Bettencourt dairy animal cruelty investigation

The dairy industry in Idaho is trying to push through new legislation that would make it illegal to photograph animal cruelty on their factory farms, and its sponsors are saying undercover investigations by animal welfare groups are terrorism.

The “ag-gag” bill is a direct response to an undercover investigation by the animal protection group Mercy For Animals at Bettencourt Dairies, Idaho’s largest dairy farm. The 2012 investigation revealed workers viciously beating and kicking cows, and led to criminal charges.

This week the group released additional footage to the public that also shows workers sexually abusing the cows.

The bill, SB 1337, includes a statement of purpose that it is “to protect agricultural production facilities from interference by wrongful conduct.” But the “wrongful conduct” isn’t this violence and sexual abuse at dairy farms — it’s exposing it.

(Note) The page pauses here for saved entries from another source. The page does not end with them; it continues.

//! Recording workflow state machine.
//!
//! Pure and synchronous. Every workflow command maps to one
//! [`RecordingWorkflowAction`] with a fixed target state and a fixed set of
//! states it may be issued from.

use serde::{Deserialize, Serialize};

/// Where the recording workflow currently is.
#[derive(Debug, Clone, Copy, Default, PartialEq, Eq, Hash, Serialize, Deserialize)]
pub enum RecordingState {
    #[default]
    Idle,
    MaskEditing,
    Recording,
    Paused,
    Saving,
}

/// Commands that move the workflow between states.
#[derive(Debug, Clone, Copy, PartialEq, Eq, Hash, Serialize, Deserialize)]
pub enum RecordingWorkflowAction {
    StartMaskEditing,
    StartRecording,
    Pause,
    Resume,
    StopSaveBegin,
    CompleteSaving,
    StopDiscard,
    Cancel,
}

impl RecordingWorkflowAction {
    pub const ALL: [RecordingWorkflowAction; 8] = [
        RecordingWorkflowAction::StartMaskEditing,
        RecordingWorkflowAction::StartRecording,
        RecordingWorkflowAction::Pause,
        RecordingWorkflowAction::Resume,
        RecordingWorkflowAction::StopSaveBegin,
        RecordingWorkflowAction::CompleteSaving,
        RecordingWorkflowAction::StopDiscard,
        RecordingWorkflowAction::Cancel,
    ];

    /// States this action may be issued from.
    pub fn allowed_states(self) -> &'static [RecordingState] {
        use RecordingState::*;
        match self {
            RecordingWorkflowAction::StartMaskEditing => &[Idle],
            RecordingWorkflowAction::StartRecording => &[MaskEditing],
            RecordingWorkflowAction::Pause => &[Recording],
            RecordingWorkflowAction::Resume => &[Paused],
            RecordingWorkflowAction::StopSaveBegin => &[Recording, Paused],
            RecordingWorkflowAction::CompleteSaving => &[Saving],
            RecordingWorkflowAction::StopDiscard => &[Recording, Paused],
            RecordingWorkflowAction::Cancel => &[MaskEditing, Recording, Paused, Saving],
        }
    }

    /// State reached when the action succeeds.
    pub fn target(self) -> RecordingState {
        match self {
            RecordingWorkflowAction::StartMaskEditing => RecordingState::MaskEditing,
            RecordingWorkflowAction::StartRecording => RecordingState::Recording,
            RecordingWorkflowAction::Pause => RecordingState::Paused,
            RecordingWorkflowAction::Resume => RecordingState::Recording,
            RecordingWorkflowAction::StopSaveBegin => RecordingState::Saving,
            RecordingWorkflowAction::CompleteSaving
            | RecordingWorkflowAction::StopDiscard
            | RecordingWorkflowAction::Cancel => RecordingState::Idle,
        }
    }
}

/// Outcome of [`RecordingStateMachine::try_transition`].
#[derive(Debug, Clone, Copy, PartialEq, Eq)]
pub struct TransitionResult {
    pub success: bool,
    pub previous: RecordingState,
    /// Equal to `previous` when the transition was rejected.
    pub next: RecordingState,
}

#[derive(Debug, Clone, Default)]
pub struct RecordingStateMachine {
    state: RecordingState,
}

impl RecordingStateMachine {
    pub fn new() -> Self {
        Self::default()
    }

    pub fn state(&self) -> RecordingState {
        self.state
    }

    pub fn can_execute(&self, action: RecordingWorkflowAction) -> bool {
        action.allowed_states().contains(&self.state)
    }

    /// Source states `action` is legal from, for rejection diagnostics.
    pub fn allowed_states(&self, action: RecordingWorkflowAction) -> &'static [RecordingState] {
        action.allowed_states()
    }

    /// Apply `action` if it is legal from the current state.
    pub fn try_transition(&mut self, action: RecordingWorkflowAction) -> TransitionResult {
        let previous = self.state;
        if !self.can_execute(action) {
            return TransitionResult {
                success: false,
                previous,
                next: previous,
            };
        }
        self.state = action.target();
        TransitionResult {
            success: true,
            previous,
            next: self.state,
        }
    }

    /// Force the machine back to `Idle`.
    pub fn reset(&mut self) {
        self.state = RecordingState::Idle;
    }
}

#[cfg(test)]
mod tests {
    use super::*;
    use proptest::prelude::*;
    use RecordingWorkflowAction::*;

    const ALL_STATES: [RecordingState; 5] = [
        RecordingState::Idle,
        RecordingState::MaskEditing,
        RecordingState::Recording,
        RecordingState::Paused,
        RecordingState::Saving,
    ];

    fn machine_at(state: RecordingState) -> RecordingStateMachine {
        RecordingStateMachine { state }
    }

    #[test]
    fn test_happy_path_passes_through_saving() {
        let mut machine = RecordingStateMachine::new();
        let mut visited = vec![machine.state()];
        for action in [StartMaskEditing, StartRecording, Pause, Resume, StopSaveBegin, CompleteSaving] {
            let result = machine.try_transition(action);
            assert!(result.success, "{action:?} rejected from {:?}", result.previous);
            visited.push(result.next);
        }
        assert_eq!(
            visited,
            vec![
                RecordingState::Idle,
                RecordingState::MaskEditing,
                RecordingState::Recording,
                RecordingState::Paused,
                RecordingState::Recording,
                RecordingState::Saving,
                RecordingState::Idle,
            ]
        );
    }

    #[test]
    fn test_cancel_legal_from_every_active_state() {
        for state in ALL_STATES {
            let mut machine = machine_at(state);
            let result = machine.try_transition(Cancel);
            assert_eq!(result.success, state != RecordingState::Idle, "from {state:?}");
            assert_eq!(machine.state(), RecordingState::Idle);
        }
    }

    #[test]
    fn test_rejected_transition_keeps_state() {
        let mut machine = RecordingStateMachine::new();
        let result = machine.try_transition(Pause);
        assert_eq!(
            result,
            TransitionResult {
                success: false,
                previous: RecordingState::Idle,
                next: RecordingState::Idle,
            }
        );
        assert_eq!(machine.allowed_states(Pause), &[RecordingState::Recording]);
    }

    #[test]
    fn test_stop_requires_active_capture() {
        for state in [RecordingState::Idle, RecordingState::MaskEditing, RecordingState::Saving] {
            let machine = machine_at(state);
            assert!(!machine.can_execute(StopSaveBegin));
            assert!(!machine.can_execute(StopDiscard));
        }
    }

    #[test]
    fn test_reset_returns_to_idle() {
        let mut machine = machine_at(RecordingState::Saving);
        machine.reset();
        assert_eq!(machine.state(), RecordingState::Idle);
    }

    fn action_strategy() -> impl Strategy<Value = RecordingWorkflowAction> {
        (0..RecordingWorkflowAction::ALL.len()).prop_map(|i| RecordingWorkflowAction::ALL[i])
    }

    proptest! {
        #[test]
        fn transitions_follow_table(actions in proptest::collection::vec(action_strategy(), 0..64)) {
            let mut machine = RecordingStateMachine::new();
            for action in actions {
                let before = machine.state();
                let legal = action.allowed_states().contains(&before);
                let result = machine.try_transition(action);

                prop_assert_eq!(result.success, legal);
                prop_assert_eq!(result.previous, before);
                if legal {
                    prop_assert_eq!(result.next, action.target());
                } else {
                    prop_assert_eq!(result.next, before);
                }
                prop_assert_eq!(machine.state(), result.next);
            }
        }

        #[test]
        fn saving_only_ends_in_idle(actions in proptest::collection::vec(action_strategy(), 0..64)) {
            let mut machine = RecordingStateMachine::new();
            for action in actions {
                let before = machine.state();
                let result = machine.try_transition(action);
                if before == RecordingState::Saving && result.success {
                    prop_assert_eq!(result.next, RecordingState::Idle);
                }
                if result.success && result.next == RecordingState::Saving {
                    prop_assert!(matches!(before, RecordingState::Recording | RecordingState::Paused));
                }
            }
        }
    }
}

The bill makes it a crime of “interference with agriculture production” to make “audio or video recordings of the conduct of an agricultural production facility’s operations.”

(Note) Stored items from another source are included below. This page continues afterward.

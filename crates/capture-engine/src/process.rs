//! Encoder process lifecycle.
//!
//! Every encoder invocation goes through [`EncoderProcess`]: a child
//! spawned without a console window, its stderr drained into a bounded
//! [`StderrTail`], and a shutdown that always ends with the process gone
//! (graceful request, bounded wait, then forced termination).

use std::collections::VecDeque;
use std::path::Path;
use std::process::{ExitStatus, Stdio};
use std::sync::{Arc, Mutex};
use std::time::Duration;

use rdtile_common::error::{RdtileError, RdtileResult};
use tokio::io::{AsyncBufReadExt, AsyncWriteExt, BufReader};
use tokio::process::{Child, ChildStdin, ChildStderr, Command};
use tokio::task::JoinHandle;

/// Lines of encoder stderr kept for diagnostics.
pub const STDERR_TAIL_LINES: usize = 50;

/// An encoder that exits within this window after spawning failed to start.
pub const IMMEDIATE_EXIT_PROBE: Duration = Duration::from_millis(250);

const STDERR_DRAIN_TIMEOUT: Duration = Duration::from_secs(1);

#[cfg(windows)]
const CREATE_NO_WINDOW: u32 = 0x0800_0000;

/// Bounded, thread-safe buffer of the most recent stderr lines.
#[derive(Debug, Clone)]
pub struct StderrTail {
    lines: Arc<Mutex<VecDeque<String>>>,
    capacity: usize,
}

impl Default for StderrTail {
    fn default() -> Self {
        Self::new(STDERR_TAIL_LINES)
    }
}

impl StderrTail {
    pub fn new(capacity: usize) -> Self {
        Self {
            lines: Arc::new(Mutex::new(VecDeque::with_capacity(capacity))),
            capacity: capacity.max(1),
        }
    }

    pub fn push(&self, line: impl Into<String>) {
        let mut lines = self.lock();
        if lines.len() == self.capacity {
            lines.pop_front();
        }
        lines.push_back(line.into());
    }

    /// Forget everything captured so far (a new process is starting).
    pub fn reset(&self) {
        self.lock().clear();
    }

    pub fn snapshot(&self) -> Vec<String> {
        self.lock().iter().cloned().collect()
    }

    /// Captured lines joined for inclusion in an error message.
    pub fn render(&self) -> String {
        let lines = self.lock();
        if lines.is_empty() {
            return "<no encoder output>".to_string();
        }
        lines.iter().map(String::as_str).collect::<Vec<_>>().join("\n")
    }

    fn lock(&self) -> std::sync::MutexGuard<'_, VecDeque<String>> {
        // A panicked writer cannot leave the deque inconsistent.
        self.lines.lock().unwrap_or_else(|poisoned| poisoned.into_inner())
    }
}

/// How to ask a running encoder to finish before it is killed.
#[derive(Debug, Clone, Copy, PartialEq, Eq)]
pub enum GracefulStop {
    /// Write ffmpeg's interactive quit key to stdin.
    QuitCommand,
    /// Close stdin so a piped input reaches end-of-stream.
    CloseStdin,
    /// The process finishes by itself; only wait.
    WaitOnly,
    /// Terminate right away.
    Kill,
}

/// How an encoder process ended.
#[derive(Debug, Clone, Copy, PartialEq, Eq)]
pub enum ShutdownOutcome {
    /// Exited on its own (possibly with a failure code).
    Exited(ExitStatus),
    /// Did not exit within the timeout, or was told to stop immediately.
    Killed,
    /// Waiting on the process failed; it was killed.
    Lost,
}

impl ShutdownOutcome {
    /// True when the process exited by itself with status zero.
    pub fn is_clean(&self) -> bool {
        matches!(self, ShutdownOutcome::Exited(status) if status.success())
    }

    pub fn exit_code(&self) -> Option<i32> {
        match self {
            ShutdownOutcome::Exited(status) => status.code(),
            _ => None,
        }
    }
}

/// Build a command for the encoder executable.
///
/// The child has no console window, discards stdout, pipes stderr, and is
/// killed if its handle is dropped.
pub fn encoder_command(program: &Path) -> Command {
    let mut command = Command::new(program);
    command
        .stdin(Stdio::null())
        .stdout(Stdio::null())
        .stderr(Stdio::piped())
        .kill_on_drop(true);
    #[cfg(windows)]
    {
        command.creation_flags(CREATE_NO_WINDOW);
    }
    command
}

/// A running encoder child with its stderr pump.
#[derive(Debug)]
pub struct EncoderProcess {
    label: &'static str,
    child: Child,
    stdin: Option<ChildStdin>,
    tail: StderrTail,
    stderr_task: Option<JoinHandle<()>>,
}

impl EncoderProcess {
    /// Spawn `command`, resetting `tail` and draining stderr into it.
    ///
    /// Stdin is detached from the child handle right away so waiting on
    /// the process never closes it implicitly.
    pub fn spawn(
        label: &'static str,
        mut command: Command,
        tail: StderrTail,
    ) -> RdtileResult<Self> {
        tail.reset();
        let mut child = command.spawn().map_err(|e| {
            RdtileError::process(format!("Failed to start {label} encoder: {e}"))
        })?;

        tracing::debug!(encoder = label, pid = child.id(), "Encoder process started");

        let stdin = child.stdin.take();
        let stderr_task = child
            .stderr
            .take()
            .map(|stderr| spawn_stderr_pump(label, stderr, tail.clone()));

        Ok(Self {
            label,
            child,
            stdin,
            tail,
            stderr_task,
        })
    }

    pub fn id(&self) -> Option<u32> {
        self.child.id()
    }

    pub fn tail(&self) -> &StderrTail {
        &self.tail
    }

    /// Hand the input pipe to a writer. `None` if stdin was not piped.
    pub fn take_stdin(&mut self) -> Option<ChildStdin> {
        self.stdin.take()
    }

    /// Wait briefly for an early exit.
    ///
    /// `Some(status)` means the encoder already died, i.e. it failed to
    /// start; the stderr tail is complete when this returns.
    pub async fn exited_within(&mut self, window: Duration) -> RdtileResult<Option<ExitStatus>> {
        match tokio::time::timeout(window, self.child.wait()).await {
            Err(_) => Ok(None),
            Ok(Ok(status)) => {
                self.drain_stderr().await;
                Ok(Some(status))
            }
            Ok(Err(e)) => Err(RdtileError::process(format!(
                "Failed to query {} encoder: {e}",
                self.label
            ))),
        }
    }

    /// Stop the process: graceful request, bounded wait, then kill.
    pub async fn shutdown(mut self, graceful: GracefulStop, timeout: Duration) -> ShutdownOutcome {
        match graceful {
            GracefulStop::QuitCommand => {
                if let Some(mut stdin) = self.stdin.take() {
                    if let Err(e) = stdin.write_all(b"q").await {
                        tracing::debug!(encoder = self.label, error = %e, "Quit command not delivered");
                    }
                    let _ = stdin.flush().await;
                }
            }
            GracefulStop::CloseStdin => drop(self.stdin.take()),
            GracefulStop::WaitOnly => {}
            GracefulStop::Kill => {
                self.kill().await;
                self.drain_stderr().await;
                return ShutdownOutcome::Killed;
            }
        }

        let outcome = match tokio::time::timeout(timeout, self.child.wait()).await {
            Ok(Ok(status)) => ShutdownOutcome::Exited(status),
            Ok(Err(e)) => {
                tracing::warn!(encoder = self.label, error = %e, "Lost track of encoder; killing");
                self.kill().await;
                ShutdownOutcome::Lost
            }
            Err(_) => {
                tracing::warn!(
                    encoder = self.label,
                    timeout_ms = timeout.as_millis() as u64,
                    "Encoder did not exit in time; killing"
                );
                self.kill().await;
                ShutdownOutcome::Killed
            }
        };
        drop(self.stdin.take());
        self.drain_stderr().await;

        tracing::debug!(encoder = self.label, ?outcome, "Encoder process finished");
        outcome
    }

    async fn kill(&mut self) {
        if let Err(e) = self.child.kill().await {
            tracing::debug!(encoder = self.label, error = %e, "Encoder kill failed");
        }
    }

    /// Let the stderr pump reach end-of-stream so the tail is complete.
    async fn drain_stderr(&mut self) {
        if let Some(task) = self.stderr_task.take() {
            if tokio::time::timeout(STDERR_DRAIN_TIMEOUT, task).await.is_err() {
                tracing::debug!(encoder = self.label, "Stderr pump still open after exit");
            }
        }
    }
}

fn spawn_stderr_pump(label: &'static str, stderr: ChildStderr, tail: StderrTail) -> JoinHandle<()> {
    tokio::spawn(async move {
        let mut lines = BufReader::new(stderr).lines();
        loop {
            match lines.next_line().await {
                Ok(Some(line)) => {
                    let line = line.trim();
                    if line.is_empty() {
                        continue;
                    }
                    tracing::trace!(encoder = label, "{line}");
                    tail.push(line);
                }
                Ok(None) => break,
                Err(e) => {
                    tracing::debug!(encoder = label, error = %e, "Stderr pump stopped");
                    break;
                }
            }
        }
    })
}

/// Run an encoder invocation that finishes by itself, bounded by `timeout`.
///
/// Returns the exit status, or an error carrying the stderr tail when the
/// process could not be started or had to be killed.
pub async fn run_to_completion(
    label: &'static str,
    command: Command,
    timeout: Duration,
) -> RdtileResult<ExitStatus> {
    let tail = StderrTail::default();
    let process = EncoderProcess::spawn(label, command, tail.clone())?;
    match process.shutdown(GracefulStop::WaitOnly, timeout).await {
        ShutdownOutcome::Exited(status) => Ok(status),
        ShutdownOutcome::Killed => Err(RdtileError::process(format!(
            "{label} encoder timed out after {}s: {}",
            timeout.as_secs(),
            tail.render()
        ))),
        ShutdownOutcome::Lost => Err(RdtileError::process(format!(
            "{label} encoder was lost: {}",
            tail.render()
        ))),
    }
}

/// Remove a file, logging instead of failing.
pub(crate) async fn remove_file_logged(path: &Path) {
    match tokio::fs::remove_file(path).await {
        Ok(()) => {}
        Err(e) if e.kind() == std::io::ErrorKind::NotFound => {}
        Err(e) => tracing::warn!(path = %path.display(), error = %e, "Failed to delete file"),
    }
}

bettencourt-dairy-sexual-abuse

Even making a false statement on a job application to a factory farm could lead to prosecution.

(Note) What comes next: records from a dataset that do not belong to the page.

//! Recording session descriptions shared by both engines.

use std::path::PathBuf;

use rdtile_common::config::RecordingSettings;
use rdtile_platform_core::{Rect, WindowHandle};
use serde::{Deserialize, Serialize};

/// Encoding parameters that stay fixed for one recording.
#[derive(Debug, Clone, Copy, PartialEq, Eq, Serialize, Deserialize)]
pub struct RecordingProfile {
    /// Target frames per second.
    pub fps: u32,

    /// Whether the cursor is drawn into screen-grab captures.
    pub include_cursor: bool,
}

impl RecordingProfile {
    pub fn from_settings(settings: &RecordingSettings) -> Self {
        Self {
            fps: settings.fps.max(1),
            include_cursor: settings.include_cursor,
        }
    }
}

impl Default for RecordingProfile {
    fn default() -> Self {
        Self {
            fps: 30,
            include_cursor: true,
        }
    }
}

/// Everything an engine needs to begin a recording.
#[derive(Debug, Clone)]
pub struct EngineStartRequest {
    /// Window being recorded. Required by the frame-pump engine only.
    pub window: WindowHandle,

    /// Requested capture region in screen coordinates.
    pub capture_bounds: Rect,

    /// Outer bounds of the target window in screen coordinates.
    pub window_bounds: Rect,

    /// Bounds of the whole virtual desktop.
    pub desktop_bounds: Rect,

    pub profile: RecordingProfile,

    /// Folder the final file and intermediates are written to.
    pub output_folder: PathBuf,

    /// Resolved encoder executable.
    pub encoder_path: PathBuf,
}

/// What happened to the caller's masks during finalization.
#[derive(Debug, Clone, PartialEq, Eq, Serialize, Deserialize)]
#[serde(tag = "kind", rename_all = "snake_case")]
pub enum MaskingOutcome {
    /// No masks were supplied.
    NotRequested,

    /// Masks were supplied but none overlapped the recorded frame.
    Skipped,

    /// The masked re-encode replaced the recording.
    Applied { regions: usize },

    /// The masked re-encode failed; the unmasked recording was kept.
    Degraded { reason: String },
}

impl MaskingOutcome {
    pub fn is_degraded(&self) -> bool {
        matches!(self, MaskingOutcome::Degraded { .. })
    }
}

/// A recording that reached disk.
#[derive(Debug, Clone, PartialEq, Eq, Serialize, Deserialize)]
pub struct FinishedRecording {
    /// Final video file.
    pub path: PathBuf,

    pub masking: MaskingOutcome,

    /// Later segments that could not be joined onto `path`. They are left
    /// on disk next to it, in recording order.
    #[serde(default, skip_serializing_if = "Vec::is_empty")]
    pub unjoined_segments: Vec<PathBuf>,
}

impl FinishedRecording {
    pub fn new(path: PathBuf, masking: MaskingOutcome) -> Self {
        Self {
            path,
            masking,
            unjoined_segments: Vec::new(),
        }
    }

    /// Whether part of the recording lives outside `path`.
    pub fn is_partial(&self) -> bool {
        !self.unjoined_segments.is_empty()
    }
}

/// Runtime statistics from a frame pump.
#[derive(Debug, Clone, Copy, Default, PartialEq, Eq)]
pub struct PumpStats {
    /// Frames written to the encoder.
    pub frames_written: u64,

    /// Captures that failed and were skipped.
    pub frames_dropped: u64,
}

impl PumpStats {
    /// Drop rate as a percentage.
    pub fn drop_rate(&self) -> f64 {
        let total = self.frames_written + self.frames_dropped;
        if total == 0 {
            return 0.0;
        }
        self.frames_dropped as f64 / total as f64 * 100.0
    }
}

It also puts journalists at risk with language targeting anyone who “obtains records of an agricultural production facility by force, threat, misrepresentation or trespass” (the latter two could easily wrap-up reporters).

For instance, the Boise Weekly conducted an award-winning investigation of Idaho dairies in 2011. But, the reporters say, “If a new law being pushed by the Republican majority of the Idaho Senate had been in effect then, we would have faced up to a year behind bars and fines of up to $5,000.”

The journalists would also have to pay twice the value of damages to the agricultural facility that their investigation caused.

Ag-gag laws have been opposed by a diverse coalition of organizations including Amnesty International, Human Rights Watch, ACLU, Sierra Club, AFL-CIO, ASPCA, and many more.

To supporters of the legislation—including Idaho’s $2.5 billion milk industry—these exposés are “terrorism.”

During a hearing before the Idaho Senate last Friday, Senator Steve Blair said: “I learned a new term when doing this research. It’s called agro-terrorism… A lot of it happened very recently.”

Blair read from the Animal Enterprise Terrorism Act. But what he didn’t mention is that this term he learned, and its counterpart “eco-terrorism,” were made up by the industry itself. [For a detailed history of this, see Green Is the New Red: An Insider’s Account of a Social Movement Under Siege.]

The bill’s sponsor, Senator Jim Patrick, compared investigators to “marauding invaders” and went so far as to compare the targets of ag-gag laws to Al Qaeda.

Perhaps most disturbingly, Patrick indicated that even if this ag-gag bill passes, its supporters won’t be satisfied.

“…this doesn’t go far enough, this law,” he said. “I wish it would go further.”